Tory MPs yelled “shame” when the Labour leader claimed the disaster – and the loss of at least 79 lives – had “exposed the disastrous effect of austerity”.
“When you cut local authority budgets by 40 per cent, we all pay a price in public safety,” Mr Corbyn told Theresa May.
But the Prime Minister hit back, insisting the tragedy had exposed a failure to keep people living in tower blocks safe which could be traced back to the last Labour government.
It was under Tony Blair that the enforcement of building regulations in relation to fire safety had been relaxed – and the cladding of tower blocks began, she claimed.
The public inquiry would be examining what had “occurred under governments of both colours, under councils of all political persuasions”, Ms May told MPs.
The clash came as the Prime Minister took the extraordinary step of urging councils to take down cladding, if necessary, without waiting for their samples to be tested by the Government
She revealed that the number of tower blocks found to have combustible cladding has grown to 120 – astonishingly, a 100 per cent failure rate.
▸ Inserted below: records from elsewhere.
//! Bit reader for compressed data streams.
//!
//! Reads bits from a byte stream, MSB first (MAME convention). Reading past
//! the end yields zero bits instead of failing; callers check [`overflow`]
//! once a whole structure has been decoded.
//!
//! [`overflow`]: BitReader::overflow

/// Bit reader that reads from a byte slice.
pub struct BitReader<'a> {
    data: &'a [u8],
    /// Current bit buffer, left aligned
    buffer: u32,
    /// Bits available in buffer
    bits: u32,
    /// Next byte to load (may run past `data.len()`)
    doffset: usize,
}

impl<'a> BitReader<'a> {
    /// Create a new bit reader from a byte slice.
    pub fn new(data: &'a [u8]) -> Self {
        Self {
            data,
            buffer: 0,
            bits: 0,
            doffset: 0,
        }
    }

    /// Peek at the next n bits without consuming them.
    #[inline]
    pub fn peek(&mut self, n: u32) -> u32 {
        debug_assert!(n <= 24);
        if n == 0 {
            return 0;
        }
        if n > self.bits {
            while self.bits <= 24 {
                if let Some(&byte) = self.data.get(self.doffset) {
                    self.buffer |= (byte as u32) << (24 - self.bits);
                }
                self.doffset += 1;
                self.bits += 8;
            }
        }
        self.buffer >> (32 - n)
    }

    /// Discard n bits that were previously peeked.
    #[inline]
    pub fn remove(&mut self, n: u32) {
        debug_assert!(n <= self.bits);
        self.buffer = if n >= 32 { 0 } else { self.buffer << n };
        self.bits -= n;
    }

    /// Read n bits and advance the position.
    #[inline]
    pub fn read(&mut self, n: u32) -> u32 {
        let value = self.peek(n);
        self.remove(n);
        value
    }

    /// Byte offset of the next unread whole byte.
    pub fn read_offset(&self) -> usize {
        self.doffset - (self.bits / 8) as usize
    }

    /// Drop any partially consumed byte and return the byte offset reached.
    ///
    /// Trees chained over one stream are byte aligned with this between
    /// imports.
    pub fn flush(&mut self) -> usize {
        while self.bits >= 8 {
            self.doffset -= 1;
            self.bits -= 8;
        }
        self.bits = 0;
        self.buffer = 0;
        self.doffset
    }

    /// Whether more bytes were consumed than the input holds.
    pub fn overflow(&self) -> bool {
        self.read_offset() > self.data.len()
    }
}

#[cfg(test)]
mod tests {
    use super::*;

    #[test]
    fn test_read_bits() {
        let data = [0b10110100, 0b11001010];
        let mut reader = BitReader::new(&data);

        assert_eq!(reader.read(4), 0b1011);
        assert_eq!(reader.read(4), 0b0100);
        assert_eq!(reader.read(8), 0b11001010);
        assert!(!reader.overflow());
    }

    #[test]
    fn test_peek_does_not_consume() {
        let data = [0b10110100];
        let mut reader = BitReader::new(&data);

        assert_eq!(reader.peek(4), 0b1011);
        assert_eq!(reader.peek(8), 0b10110100);
        assert_eq!(reader.read(3), 0b101);
    }

    #[test]
    fn test_zero_fill_and_overflow() {
        let data = [0xFF];
        let mut reader = BitReader::new(&data);

        assert_eq!(reader.read(8), 0xFF);
        assert!(!reader.overflow());
        assert_eq!(reader.read(8), 0);
        assert!(reader.overflow());
    }

    #[test]
    fn test_flush_rounds_down_to_consumed_byte() {
        let data = [0xAB, 0xCD, 0xEF, 0x01, 0x23];
        let mut reader = BitReader::new(&data);

        reader.read(3);
        assert_eq!(reader.flush(), 1);
        assert_eq!(reader.read(8), 0xCD);
        reader.read(8);
        assert_eq!(reader.flush(), 3);
        assert_eq!(reader.read(8), 0x01);
    }
}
“You should be doing the fire safety tests now,” she told local authorities. “Take any measures that are necessary to ensure fire safety and the Government will support you in doing that.”
In increasingly furious exchanges, Mr Corbyn said seven years of austerity had left town halls with “fewer inspectors, fewer building control inspectors, fewer planning inspectors”.
Amid heckling from the Tory benches, he added: “What the tragedy of Grenfell Tower has exposed is the disastrous effect of austerity.
“This disregard for working-class communities, the terrible consequences of deregulation and cutting corners.”
“I urge the Prime Minister to come up with the resources needed to test and remove cladding, retrofit sprinklers, properly fund the fire service and the police so that all our communities can truly feel safe in their own homes. This disaster must be a wake-up call.”
But Ms May said responsibility for routine fire inspections had been passed from the fire service to councils way back in 2006, when Mr Blair was in Downing Street.
The switch had been criticised by the coroner’s report into the 2009 Lakanal House fire, which claimed six lives.
“That is why I say to [Mr Corbyn] this should be an issue that, across this House, we recognise is a matter that has been developing over decades,” the Prime Minister said.
She added: “We should come together and ensure that we get to the answers of why this has happened over many years, what has gone wrong and how do we stop it from happening again in future.”